* _DESCRIPTION OF THE TASK_
With both ends included, transcribe exactly the records below from their first line to the line that contains "let base = temp_dir.path().to_path_buf();".

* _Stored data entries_
···

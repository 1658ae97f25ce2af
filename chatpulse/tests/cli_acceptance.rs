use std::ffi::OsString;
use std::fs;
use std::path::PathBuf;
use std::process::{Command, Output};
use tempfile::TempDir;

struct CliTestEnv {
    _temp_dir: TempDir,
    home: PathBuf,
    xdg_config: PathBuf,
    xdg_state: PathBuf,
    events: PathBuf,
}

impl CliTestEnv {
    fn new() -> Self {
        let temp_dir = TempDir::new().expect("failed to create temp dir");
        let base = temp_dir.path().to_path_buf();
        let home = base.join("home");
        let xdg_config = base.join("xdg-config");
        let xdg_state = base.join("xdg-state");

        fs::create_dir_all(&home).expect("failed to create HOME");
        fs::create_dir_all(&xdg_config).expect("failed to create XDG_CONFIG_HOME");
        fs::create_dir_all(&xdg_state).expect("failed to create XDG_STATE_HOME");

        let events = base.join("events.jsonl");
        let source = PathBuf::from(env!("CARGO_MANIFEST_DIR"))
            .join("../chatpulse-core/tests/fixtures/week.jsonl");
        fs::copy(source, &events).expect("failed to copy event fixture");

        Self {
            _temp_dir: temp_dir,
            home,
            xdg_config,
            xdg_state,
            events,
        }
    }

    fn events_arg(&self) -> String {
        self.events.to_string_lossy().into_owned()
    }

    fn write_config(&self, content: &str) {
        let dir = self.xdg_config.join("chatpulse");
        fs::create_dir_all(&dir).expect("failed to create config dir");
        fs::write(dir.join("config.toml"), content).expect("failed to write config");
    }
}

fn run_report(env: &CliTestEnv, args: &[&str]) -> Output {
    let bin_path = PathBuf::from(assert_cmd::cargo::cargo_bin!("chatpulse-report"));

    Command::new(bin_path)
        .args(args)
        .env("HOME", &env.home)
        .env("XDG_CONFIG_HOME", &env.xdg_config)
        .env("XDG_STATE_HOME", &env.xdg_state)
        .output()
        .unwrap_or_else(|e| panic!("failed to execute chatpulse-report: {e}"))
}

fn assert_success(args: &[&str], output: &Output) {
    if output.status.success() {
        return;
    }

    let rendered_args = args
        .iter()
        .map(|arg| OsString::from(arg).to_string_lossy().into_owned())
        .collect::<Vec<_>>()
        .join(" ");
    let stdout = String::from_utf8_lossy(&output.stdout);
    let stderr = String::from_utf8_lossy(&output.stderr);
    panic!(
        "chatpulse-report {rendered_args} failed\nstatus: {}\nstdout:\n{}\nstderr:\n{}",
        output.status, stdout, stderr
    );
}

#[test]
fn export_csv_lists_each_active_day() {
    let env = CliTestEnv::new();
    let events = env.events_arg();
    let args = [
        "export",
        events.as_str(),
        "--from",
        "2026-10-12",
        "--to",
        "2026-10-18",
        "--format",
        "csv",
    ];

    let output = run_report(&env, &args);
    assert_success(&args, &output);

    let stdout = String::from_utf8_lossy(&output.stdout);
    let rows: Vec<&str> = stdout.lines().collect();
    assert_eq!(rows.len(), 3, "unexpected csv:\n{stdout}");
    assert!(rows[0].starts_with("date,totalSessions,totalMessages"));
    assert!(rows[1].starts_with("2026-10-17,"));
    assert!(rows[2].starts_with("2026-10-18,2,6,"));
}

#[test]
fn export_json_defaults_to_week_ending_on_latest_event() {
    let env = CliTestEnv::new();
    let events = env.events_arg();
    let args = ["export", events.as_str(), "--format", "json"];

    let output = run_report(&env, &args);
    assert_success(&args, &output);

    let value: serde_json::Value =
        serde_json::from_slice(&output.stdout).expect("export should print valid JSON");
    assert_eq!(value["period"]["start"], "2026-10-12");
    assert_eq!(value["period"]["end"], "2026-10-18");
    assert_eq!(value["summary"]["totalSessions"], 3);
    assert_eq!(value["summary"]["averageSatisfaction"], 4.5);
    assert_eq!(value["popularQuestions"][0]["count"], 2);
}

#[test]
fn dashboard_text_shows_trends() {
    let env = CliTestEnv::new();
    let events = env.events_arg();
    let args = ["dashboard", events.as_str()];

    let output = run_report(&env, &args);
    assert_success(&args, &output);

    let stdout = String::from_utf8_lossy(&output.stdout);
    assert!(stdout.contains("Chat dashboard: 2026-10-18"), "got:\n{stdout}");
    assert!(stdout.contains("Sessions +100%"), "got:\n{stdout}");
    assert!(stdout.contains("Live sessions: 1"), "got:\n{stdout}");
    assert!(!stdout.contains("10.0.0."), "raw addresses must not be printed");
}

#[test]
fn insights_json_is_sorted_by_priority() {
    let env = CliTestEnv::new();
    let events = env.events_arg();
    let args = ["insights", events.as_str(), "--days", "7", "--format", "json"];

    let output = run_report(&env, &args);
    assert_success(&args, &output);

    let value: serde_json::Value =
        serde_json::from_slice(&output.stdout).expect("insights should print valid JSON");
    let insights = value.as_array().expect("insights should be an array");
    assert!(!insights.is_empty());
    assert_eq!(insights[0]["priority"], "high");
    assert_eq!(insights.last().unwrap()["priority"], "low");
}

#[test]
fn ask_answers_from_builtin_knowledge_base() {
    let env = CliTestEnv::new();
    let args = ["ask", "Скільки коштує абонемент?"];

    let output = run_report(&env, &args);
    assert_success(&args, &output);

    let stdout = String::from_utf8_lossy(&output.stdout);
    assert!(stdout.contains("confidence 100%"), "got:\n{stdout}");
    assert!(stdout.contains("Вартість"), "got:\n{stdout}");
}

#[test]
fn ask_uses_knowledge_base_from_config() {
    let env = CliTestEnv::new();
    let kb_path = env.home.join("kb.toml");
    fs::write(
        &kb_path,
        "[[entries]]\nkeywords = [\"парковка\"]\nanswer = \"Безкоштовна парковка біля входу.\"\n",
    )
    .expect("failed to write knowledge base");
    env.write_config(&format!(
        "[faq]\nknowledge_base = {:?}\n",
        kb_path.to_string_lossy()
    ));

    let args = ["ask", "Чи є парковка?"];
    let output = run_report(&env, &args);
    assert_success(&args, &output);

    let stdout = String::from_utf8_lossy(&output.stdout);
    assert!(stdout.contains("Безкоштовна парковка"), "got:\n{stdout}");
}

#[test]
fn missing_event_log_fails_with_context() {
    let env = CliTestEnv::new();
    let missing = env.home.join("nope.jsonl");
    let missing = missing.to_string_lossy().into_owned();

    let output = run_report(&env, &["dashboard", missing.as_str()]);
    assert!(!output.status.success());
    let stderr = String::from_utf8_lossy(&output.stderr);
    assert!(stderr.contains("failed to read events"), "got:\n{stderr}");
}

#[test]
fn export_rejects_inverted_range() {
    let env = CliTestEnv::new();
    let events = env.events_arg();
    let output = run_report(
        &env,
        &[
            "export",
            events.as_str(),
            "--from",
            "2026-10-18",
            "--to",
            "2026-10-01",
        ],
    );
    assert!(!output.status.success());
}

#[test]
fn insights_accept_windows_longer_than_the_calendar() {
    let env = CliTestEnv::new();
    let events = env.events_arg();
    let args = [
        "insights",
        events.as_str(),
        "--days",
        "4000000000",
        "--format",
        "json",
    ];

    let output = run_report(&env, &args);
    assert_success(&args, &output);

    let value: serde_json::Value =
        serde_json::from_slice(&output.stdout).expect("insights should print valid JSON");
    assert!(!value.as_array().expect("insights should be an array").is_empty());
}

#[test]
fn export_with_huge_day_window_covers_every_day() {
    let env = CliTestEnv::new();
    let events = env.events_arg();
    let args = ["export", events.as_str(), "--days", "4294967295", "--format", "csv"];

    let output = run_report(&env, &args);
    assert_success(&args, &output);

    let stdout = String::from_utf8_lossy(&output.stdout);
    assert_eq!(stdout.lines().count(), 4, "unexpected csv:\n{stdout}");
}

···

* _ANSWER TO THIS EXERCISE_
repository 1658ae97f25ce2af
filename chatpulse/tests/cli_acceptance.rs
use std::ffi::OsString;
use std::fs;
use std::path::PathBuf;
use std::process::{Command, Output};
use tempfile::TempDir;

struct CliTestEnv {
    _temp_dir: TempDir,
    home: PathBuf,
    xdg_config: PathBuf,
    xdg_state: PathBuf,
    events: PathBuf,
}

impl CliTestEnv {
    fn new() -> Self {
        let temp_dir = TempDir::new().expect("failed to create temp dir");
        let base = temp_dir.path().to_path_buf();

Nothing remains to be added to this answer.